No migrations. If schema changes in future versions, we version the DB file or do simple ALTER TABLEs.

Graders

class Grader(Protocol):
    async def grade(self, case: EvalCase, result: AgentResult) -> GradeResult:
        ...

@dataclass
class GradeResult:
    passed: bool
    score: float  # 0.0 - 1.0
    reason: str

Built-in graders:

  • ExactGraderresult.output == expected.output
  • ContainsGrader — all substrings present in output
  • RegexGrader — output matches pattern
  • ToolCheckGrader — expected tools were called (ordered or unordered)
  • LLMJudgeGrader — sends output + criteria to an LLM, parses pass/fail + score
  • CustomGrader — loads user's Python function by dotted path

CLI

agenteval run <suite.yaml> [--repeat N] [--tag TAG]
agenteval list [--suite NAME]
agenteval compare <run-id-1> <run-id-2>
agenteval import-sessions <sessions.json> --output <suite.yaml>

--repeat N runs each case N times (for statistical comparison of non-deterministic agents).

Statistical Comparison

When comparing runs with --repeat > 1:

  • Per-case: Welch's t-test on scores, report p-value
  • Aggregate: compare mean pass rates
  • Flag regressions (statistically significant score drops)

Use scipy.stats if available, fall back to manual calculation. scipy is an optional dependency.

AgentLens Integration

Optional.

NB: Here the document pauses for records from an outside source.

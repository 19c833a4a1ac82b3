//! Narrow git facade used by the store.
//!
//! The store only needs staging, commits, status, and remote integration;
//! everything richer stays out of scope. `ProcessGit` shells out to the
//! `git` binary so the store works against whatever git the user already
//! trusts; `NoopGit` satisfies the contract without side effects for tests
//! and for configurations with auto-commit disabled.

use std::path::{Path, PathBuf};
use std::process::Command;

use tracing::debug;

use crate::StoreError;

/// Repository status summary.
#[derive(Debug, Clone, Default, PartialEq, Eq)]
pub struct RepoStatus {
    /// Current branch name.
    pub branch: String,
    /// Whether the working tree has uncommitted changes.
    pub dirty: bool,
    /// Commits ahead of the upstream branch.
    pub ahead: u32,
    /// Commits behind the upstream branch.
    pub behind: u32,
}

/// Options controlling [`GitFacade::integrate`].
#[derive(Debug, Clone)]
pub struct IntegrateOptions {
    /// Remote to fetch from.
    pub remote: String,
    /// Branch to integrate; defaults to the current branch's upstream.
    pub branch: Option<String>,
}

impl Default for IntegrateOptions {
    fn default() -> Self {
        Self {
            remote: "origin".into(),
            branch: None,
        }
    }
}

/// Result of an integrate run.
#[derive(Debug, Clone, Default, PartialEq, Eq)]
pub struct IntegrateOutcome {
    /// Whether the merge completed without conflicts.
    pub success: bool,
    /// Files added by the integration.
    pub new_files: Vec<String>,
    /// Files modified by the integration.
    pub updated_files: Vec<String>,
    /// Files removed by the integration.
    pub deleted_files: Vec<String>,
    /// Conflicted paths, when the merge stopped.
    pub conflicts: Vec<String>,
    /// HEAD commit hash after a successful integration.
    pub commit_hash: Option<String>,
}

/// The git operations the store depends on.
pub trait GitFacade: Send + Sync {
    /// Initialize a repository at the facade's root.
    fn init(&self) -> Result<(), StoreError>;
    /// Stage a single path.
    fn add(&self, path: &Path) -> Result<(), StoreError>;
    /// Stage every change under the root.
    fn add_all(&self) -> Result<(), StoreError>;
    /// Commit all staged changes, returning the commit hash.
    fn commit_all(&self, message: &str) -> Result<String, StoreError>;
    /// Summarize branch and working-tree state.
    fn status(&self) -> Result<RepoStatus, StoreError>;
    /// Fetch and merge remote changes.
    fn integrate(&self, options: &IntegrateOptions) -> Result<IntegrateOutcome, StoreError>;
}

/// Facade backed by the `git` binary.
pub struct ProcessGit {
    root: PathBuf,
}

impl ProcessGit {
    /// Create a facade operating on the repository at `root`.
    pub fn new(root: impl Into<PathBuf>) -> Self {
        Self { root: root.into() }
    }

    fn run(&self, args: &[&str]) -> Result<String, StoreError> {
        debug!(?args, root = %self.root.display(), "running git");
        let output = Command::new("git")
            .args(args)
            .current_dir(&self.root)
            .output()
            .map_err(|error| StoreError::Git(format!("spawn git {}: {error}", args.join(" "))))?;

        if !output.status.success() {
            let stderr = String::from_utf8_lossy(&output.stderr);
            return Err(StoreError::Git(format!(
                "git {} failed: {}",
                args.join(" "),
                stderr.trim()
            )));
        }
        Ok(String::from_utf8_lossy(&output.stdout).into_owned())
    }

    fn head_hash(&self) -> Result<String, StoreError> {
        Ok(self.run(&["rev-parse", "HEAD"])?.trim().to_string())
    }
}

impl GitFacade for ProcessGit {
    fn init(&self) -> Result<(), StoreError> {
        self.run(&["init"]).map(|_| ())
    }

    fn add(&self, path: &Path) -> Result<(), StoreError> {
        let path_text = path.to_string_lossy();
        self.run(&["add", "--", path_text.as_ref()]).map(|_| ())
    }

    fn add_all(&self) -> Result<(), StoreError> {
        self.run(&["add", "--all"]).map(|_| ())
    }

    fn commit_all(&self, message: &str) -> Result<String, StoreError> {
        self.run(&["commit", "-m", message])?;
        self.head_hash()
    }

    fn status(&self) -> Result<RepoStatus, StoreError> {
        let output = self.run(&["status", "--porcelain=v2", "--branch"])?;
        Ok(parse_porcelain_status(&output))
    }

    fn integrate(&self, options: &IntegrateOptions) -> Result<IntegrateOutcome, StoreError> {
        self.run(&["fetch", options.remote.as_str()])?;

        let merge_ref = match &options.branch {
            Some(branch) => format!("{}/{}", options.remote, branch),
            None => "FETCH_HEAD".to_string(),
        };

        // Classify incoming changes before touching the working tree.
        let mut outcome = IntegrateOutcome::default();
        if let Ok(diff) = self.run(&["diff", "--name-status", &format!("HEAD...{merge_ref}")]) {
            classify_name_status(&diff, &mut outcome);
        }

        match self.run(&["merge", "--no-edit", &merge_ref]) {
            Ok(_) => {
                outcome.success = true;
                outcome.commit_hash = Some(self.head_hash()?);
            }
            Err(_) => {
                outcome.success = false;
                if let Ok(unmerged) = self.run(&["diff", "--name-only", "--diff-filter=U"]) {
                    outcome.conflicts = unmerged.lines().map(str::to_string).collect();
                }
            }
        }
        Ok(outcome)
    }
}

/// Facade that accepts every call and does nothing. Used in tests and when
/// auto-commit is disabled.
#[derive(Debug, Default)]
pub struct NoopGit;

impl GitFacade for NoopGit {
    fn init(&self) -> Result<(), StoreError> {
        Ok(())
    }

    fn add(&self, _path: &Path) -> Result<(), StoreError> {
        Ok(())
    }

    fn add_all(&self) -> Result<(), StoreError> {
        Ok(())
    }

    fn commit_all(&self, _message: &str) -> Result<String, StoreError> {
        Ok(String::new())
    }

    fn status(&self) -> Result<RepoStatus, StoreError> {
        Ok(RepoStatus::default())
    }

    fn integrate(&self, _options: &IntegrateOptions) -> Result<IntegrateOutcome, StoreError> {
        Ok(IntegrateOutcome {
            success: true,
            ..IntegrateOutcome::default()
        })
    }
}

fn parse_porcelain_status(output: &str) -> RepoStatus {
    let mut status = RepoStatus::default();
    for line in output.lines() {
        if let Some(branch) = line.strip_prefix("# branch.head ") {
            status.branch = branch.trim().to_string();
        } else if let Some(counts) = line.strip_prefix("# branch.ab ") {
            for part in counts.split_whitespace() {
                if let Some(ahead) = part.strip_prefix('+') {
                    status.ahead = ahead.parse().unwrap_or(0);
                } else if let Some(behind) = part.strip_prefix('-') {
                    status.behind = behind.parse().unwrap_or(0);
                }
            }
        } else if !line.starts_with('#') && !line.trim().is_empty() {
            status.dirty = true;
        }
    }
    status
}

fn classify_name_status(diff: &str, outcome: &mut IntegrateOutcome) {
    for line in diff.lines() {
        let mut fields = line.split_whitespace();
        let Some(kind) = fields.next() else { continue };
        let Some(path) = fields.next() else { continue };
        match kind.chars().next() {
            Some('A') => outcome.new_files.push(path.to_string()),
            Some('M') | Some('R') => outcome.updated_files.push(path.to_string()),
            Some('D') => outcome.deleted_files.push(path.to_string()),
            _ => {}
        }
    }
}

#[cfg(test)]
mod tests {
    use super::*;

    #[test]
    fn parses_porcelain_branch_and_counts() {
        let output = "# branch.oid deadbeef\n# branch.head main\n# branch.upstream origin/main\n# branch.ab +2 -1\n1 .M N... 100644 100644 100644 abc def workflows/x/workflow.yaml\n";
        let status = parse_porcelain_status(output);
        assert_eq!(status.branch, "main");
        assert_eq!(status.ahead, 2);
        assert_eq!(status.behind, 1);
        assert!(status.dirty);
    }

    #[test]
    fn clean_tree_reports_not_dirty() {
        let status = parse_porcelain_status("# branch.head main\n# branch.ab +0 -0\n");
        assert!(!status.dirty);
        assert_eq!(status.ahead, 0);
    }

    #[test]
    fn classifies_name_status_lines() {
        let mut outcome = IntegrateOutcome::default();
        classify_name_status("A\tworkflows/a/workflow.yaml\nM\tworkflows/b/workflow.yaml\nD\told/workflow.yaml\n", &mut outcome);
        assert_eq!(outcome.new_files, vec!["workflows/a/workflow.yaml"]);
        assert_eq!(outcome.updated_files, vec!["workflows/b/workflow.yaml"]);
        assert_eq!(outcome.deleted_files, vec!["old/workflow.yaml"]);
    }

    #[test]
    fn noop_git_accepts_everything() {
        let git = NoopGit;
        git.init().unwrap();
        git.add_all().unwrap();
        assert_eq!(git.commit_all("msg").unwrap(), "");
        assert!(git.integrate(&IntegrateOptions::default()).unwrap().success);
    }
}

Not a core dependency.

agenteval import-sessions reads AgentLens JSON export format:

[
  {
    "session_id": "...",
    "input": "user message",
    "steps": [...],
    "tools_called": [...],
    "output": "final response"
  }
]

Converts to YAML eval suite. The user reviews and adjusts expected values before running.

Project Structure

agenteval/
├── __init__.py
├── cli.py          # Click CLI
├── models.py       # EvalSuite, EvalCase, EvalRun, EvalResult, AgentResult
├── loader.py       # YAML loading + validation
├── runner.py       # Orchestrates eval execution
├── store.py        # SQLite read/write
├── compare.py      # Run comparison + stats
├── graders/
│   ├── __init__.py
│   ├── exact.py
│   ├── contains.py
│   ├── regex.py
│   ├── tool_check.py
│   ├── llm_judge.py
│   └── custom.py
├── importers/
│   └── agentlens.py
└── py.typed

~15 files. That's it.

What I Explicitly Chose NOT To Build

  • Plugin system — graders are just classes. No registry, no entry points.
  • Config file — no .agenteval.toml. Everything is in the suite YAML or CLI flags.
  • Async parallelism — cases run sequentially in MVP. Add --parallel later.
  • Result export — SQLite IS the export. Use any SQLite tool to query.
  • Web UI — terminal output is the UI.